Мышецкий спросил, кого она имеет в виду. Тошка заплакала еще горше, стала ловить его руку, как слепая, и потащила на второй этаж. Так как плакала лошадь, обреченная природой на тяжкий, изнурительный труд, с голосом не для плача и страдания, а для любви, для ликующего трубного призыва, он понял вдруг, что Тошка несчастна. Ему стало неловко за шутливый легкомысленный тон, с каким он встретил ее признания и слезы.
— Успокойтесь! — попросил он. — Как я понимаю, Глотов что-то говорил вам о Кафе.
— Спасите ее, Глеб! Вы честный и деятельный. Женщины не любят говорить хорошее друг о друге, но она... Она была у меня только раз, но я готова говорить о ней хорошее, где угодно.

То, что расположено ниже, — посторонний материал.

use axum::{
    body::Body,
    extract::{
        rejection::{JsonRejection, PathRejection, QueryRejection},
        FromRequest, FromRequestParts, Path, Query, Request,
    },
    http::request::Parts,
    response::{IntoResponse, Response},
    Json,
};
use serde::de::DeserializeOwned;

use crate::core::error::AppError;

/// Custom JSON extractor that provides consistent error responses
pub struct AppJson<T>(pub T);

impl<T, S> FromRequest<S> for AppJson<T>
where
    T: DeserializeOwned,
    S: Send + Sync,
{
    type Rejection = AppJsonRejection;

    async fn from_request(req: Request<Body>, state: &S) -> Result<Self, Self::Rejection> {
        match Json::<T>::from_request(req, state).await {
            Ok(value) => Ok(Self(value.0)),
            Err(rejection) => Err(AppJsonRejection(rejection)),
        }
    }
}

pub struct AppJsonRejection(JsonRejection);

impl IntoResponse for AppJsonRejection {
    fn into_response(self) -> Response {
        let message = match self.0 {
            JsonRejection::JsonDataError(err) => format!("Invalid JSON data: {}", err),
            JsonRejection::JsonSyntaxError(err) => format!("Invalid JSON syntax: {}", err),
            JsonRejection::MissingJsonContentType(err) => {
                format!("Missing JSON content type: {}", err)
            }
            _ => "Failed to parse JSON body".to_string(),
        };

        AppError::BadRequest(message).into_response()
    }
}

/// Path extractor whose rejection uses the API envelope, so a malformed id
/// is a 400 with `success: false` instead of axum's plain-text response.
pub struct AppPath<T>(pub T);

impl<T, S> FromRequestParts<S> for AppPath<T>
where
    T: DeserializeOwned + Send,
    S: Send + Sync,
{
    type Rejection = AppPathRejection;

    async fn from_request_parts(parts: &mut Parts, state: &S) -> Result<Self, Self::Rejection> {
        match Path::<T>::from_request_parts(parts, state).await {
            Ok(value) => Ok(Self(value.0)),
            Err(rejection) => Err(AppPathRejection(rejection)),
        }
    }
}

pub struct AppPathRejection(PathRejection);

impl IntoResponse for AppPathRejection {
    fn into_response(self) -> Response {
        let message = match self.0 {
            PathRejection::FailedToDeserializePathParams(err) => {
                format!("Invalid path parameter: {}", err.body_text())
            }
            _ => "Invalid path parameters".to_string(),
        };

        AppError::BadRequest(message).into_response()
    }
}

/// Query extractor with the same envelope on rejection
pub struct AppQuery<T>(pub T);

impl<T, S> FromRequestParts<S> for AppQuery<T>
where
    T: DeserializeOwned,
    S: Send + Sync,
{
    type Rejection = AppError;

    async fn from_request_parts(parts: &mut Parts, state: &S) -> Result<Self, Self::Rejection> {
        Query::<T>::from_request_parts(parts, state)
            .await
            .map(|value| Self(value.0))
            .map_err(|rejection: QueryRejection| {
                AppError::BadRequest(format!("Invalid query: {}", rejection.body_text()))
            })
    }
}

Она вдруг стала спокойней и остановилась:
— Обещайте, Глеб!
— Обещаю...
Он умолк, понимая, что назвать ее Тошкой не может.

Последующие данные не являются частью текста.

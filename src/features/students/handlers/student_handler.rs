use std::sync::Arc;

use axum::{extract::State, http::StatusCode, Json};
use uuid::Uuid;

use crate::core::error::Result;
use crate::core::extractor::{AppJson, AppPath};
use crate::features::students::dtos::{
    StudentAttendanceDto, StudentPayloadDto, StudentResponseDto,
};
use crate::features::students::services::StudentService;
use crate::shared::types::ApiResponse;

/// List all students, newest first
#[utoipa::path(
    get,
    path = "/api/students",
    responses(
        (status = 200, description = "List of students", body = ApiResponse<Vec<StudentResponseDto>>),
    ),
    tag = "students"
)]
pub async fn list_students(
    State(service): State<Arc<StudentService>>,
) -> Result<Json<ApiResponse<Vec<StudentResponseDto>>>> {
    let students = service.list().await?;
    Ok(Json(ApiResponse::list(students)))
}

/// Get student by ID
#[utoipa::path(
    get,
    path = "/api/students/{id}",
    params(
        ("id" = Uuid, Path, description = "Student ID")
    ),
    responses(
        (status = 200, description = "Student found", body = ApiResponse<StudentResponseDto>),
        (status = 404, description = "Student not found")
    ),
    tag = "students"
)]
pub async fn get_student(
    State(service): State<Arc<StudentService>>,
    AppPath(id): AppPath<Uuid>,
) -> Result<Json<ApiResponse<StudentResponseDto>>> {
    let student = service.get_by_id(id).await?;
    Ok(Json(ApiResponse::success(Some(student), None)))
}

/// Create a student
#[utoipa::path(
    post,
    path = "/api/students",
    request_body = StudentPayloadDto,
    responses(
        (status = 201, description = "Student created", body = ApiResponse<StudentResponseDto>),
        (status = 400, description = "Validation error, or roll number/email already used")
    ),
    tag = "students"
)]
pub async fn create_student(
    State(service): State<Arc<StudentService>>,
    AppJson(dto): AppJson<StudentPayloadDto>,
) -> Result<(StatusCode, Json<ApiResponse<StudentResponseDto>>)> {
    let dto = dto.into_valid()?;
    let student = service.create(dto).await?;

    Ok((
        StatusCode::CREATED,
        Json(ApiResponse::success(
            Some(student),
            Some("Student created successfully".to_string()),
        )),
    ))
}

/// Replace a student
#[utoipa::path(
    put,
    path = "/api/students/{id}",
    params(
        ("id" = Uuid, Path, description = "Student ID")
    ),
    request_body = StudentPayloadDto,
    responses(
        (status = 200, description = "Student updated", body = ApiResponse<StudentResponseDto>),
        (status = 400, description = "Validation error, or roll number/email used by another student"),
        (status = 404, description = "Student not found")
    ),
    tag = "students"
)]
pub async fn update_student(
    State(service): State<Arc<StudentService>>,
    AppPath(id): AppPath<Uuid>,
    AppJson(dto): AppJson<StudentPayloadDto>,
) -> Result<Json<ApiResponse<StudentResponseDto>>> {
    let dto = dto.into_valid()?;
    let student = service.update(id, dto).await?;

    Ok(Json(ApiResponse::success(
        Some(student),
        Some("Student updated successfully".to_string()),
    )))
}

/// Delete a student
///
/// Rejected while attendance records reference the student.
#[utoipa::path(
    delete,
    path = "/api/students/{id}",
    params(
        ("id" = Uuid, Path, description = "Student ID")
    ),
    responses(
        (status = 200, description = "Student deleted"),
        (status = 400, description = "Student has attendance records"),
        (status = 404, description = "Student not found")
    ),
    tag = "students"
)]
pub async fn delete_student(
    State(service): State<Arc<StudentService>>,
    AppPath(id): AppPath<Uuid>,
) -> Result<Json<ApiResponse<()>>> {
    service.delete(id).await?;
    Ok(Json(ApiResponse::success(
        None,
        Some("Student deleted successfully".to_string()),
    )))
}

/// Student attendance with statistics
#[utoipa::path(
    get,
    path = "/api/students/{id}/attendance",
    params(
        ("id" = Uuid, Path, description = "Student ID")
    ),
    responses(
        (status = 200, description = "Student attendance and statistics", body = ApiResponse<StudentAttendanceDto>),
        (status = 404, description = "Student not found")
    ),
    tag = "students"
)]
pub async fn get_student_attendance(
    State(service): State<Arc<StudentService>>,
    AppPath(id): AppPath<Uuid>,
) -> Result<Json<ApiResponse<StudentAttendanceDto>>> {
    let view = service.attendance(id).await?;
    Ok(Json(ApiResponse::success(Some(view), None)))
}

Служебный стол г-на прокурора на этот раз мало чем отличался от ресторанного: темная бутылка мадеры, сельтерская вода в сифоне с никелированным краником, на блюде пыжики из какой-то красной рыбы и лука. Шипение сифона оборвалось тотчас же, как только Мышецкий вошел в кабинет. Глотов стоял у стола и, приветливо подняв брови, улыбался.
— «А Германа все нет!» — пропел он своим красивым гудящим баритоном. — Где вы запропали, Глеб?
— Да встретил тут одно эфирное создание и, признаюсь, посудачили на ваш счет.
— Присоединяйтесь, дорогой. Закусь, правда, не под мадеру, зато мадера — бальзам божий. — Глотов поправил на пыжике красный пластик и осушил рюмку. — Значит, посудачили?
Мышецкий усмешливо кивнул и тут же подумал, что этот его усмешливый приятельский кивок, как и то, что сейчас говорил и делал Глотов, его слова, тон учтивого дружелюбия, улыбка, с которой он встретил его и теперь спрашивает, слушает, наполняет рюмки, пододвигает тарелку с пыжиками, — все это обволакивает его, Мышецкого, какой-то липкой паутиной, вносит в их отношения ложный оттенок сердечности, делает его гостем, другом, разоружает перед неизбежным и трудным разговором.
— Надеюсь, рапорт с вами? — спросил Глотов.
— Я уже имел честь докладывать — рапорта нет.
— Но ведь это неправда.
— Вчера — да.
— Х-хо! Вы уничтожили его этой ночью, и ради чего?
— Ради спасения Кафы.
— Ну, знаете, поручик.
Три слова, не разжимая рта.
И голосом, читающим приговор:
— Таким образом, товарищ прокурора поручик Мышецкий, побуждаемый сочувствием к большевикам-узурпаторам, преднамеренно уничтожил одну из улик против лица, замышлявшего свержение власти верховного. Уникально!
— Не красьте меня в красный цвет, Николай Николаевич.
— А я подумываю.
— Вы этого не думаете. Вы нагнетаете напряжение, все еще рассчитывая получить рапорт.
— А я подумываю, — повторил Глотов ласково.
— Что ж, объяснимся тогда. Кафа действительно должна быть казнена, и я смиряюсь с этим, протестую и смиряюсь. Но вот как отделить в ней потрясательницу основ, большевичку, от другой Кафы, от большого, очень большого художника, я не знаю. Как казнить одну Кафу и оставить живой другую. Как спасти эту другую?
— Спасти?! — Глотов легонько промокнул губы перекинутой через ладонь салфеткой, сложил ее и кинул на поднос. — Простите, голубчик, но это мелодрама. Когда царю Николаю доложили... дай бог памяти... да, Аристотель... Так вот, когда царю доложили, что Аристотель, лучшая скаковая лошадь монарха, больна сапом, он не увидел здесь вашей дилеммы и тут же повелел пристрелить животное. Пиф-паф и — как не бывало. Говорят, в глазах царя стояли слезы. Аристотель гремел тогда на весь мир, поэты, кажется, Бальмонт и Северянин, посвящали ему стихи, называли черным алмазом и черной молнией! Короче, это была чудо-лошадь.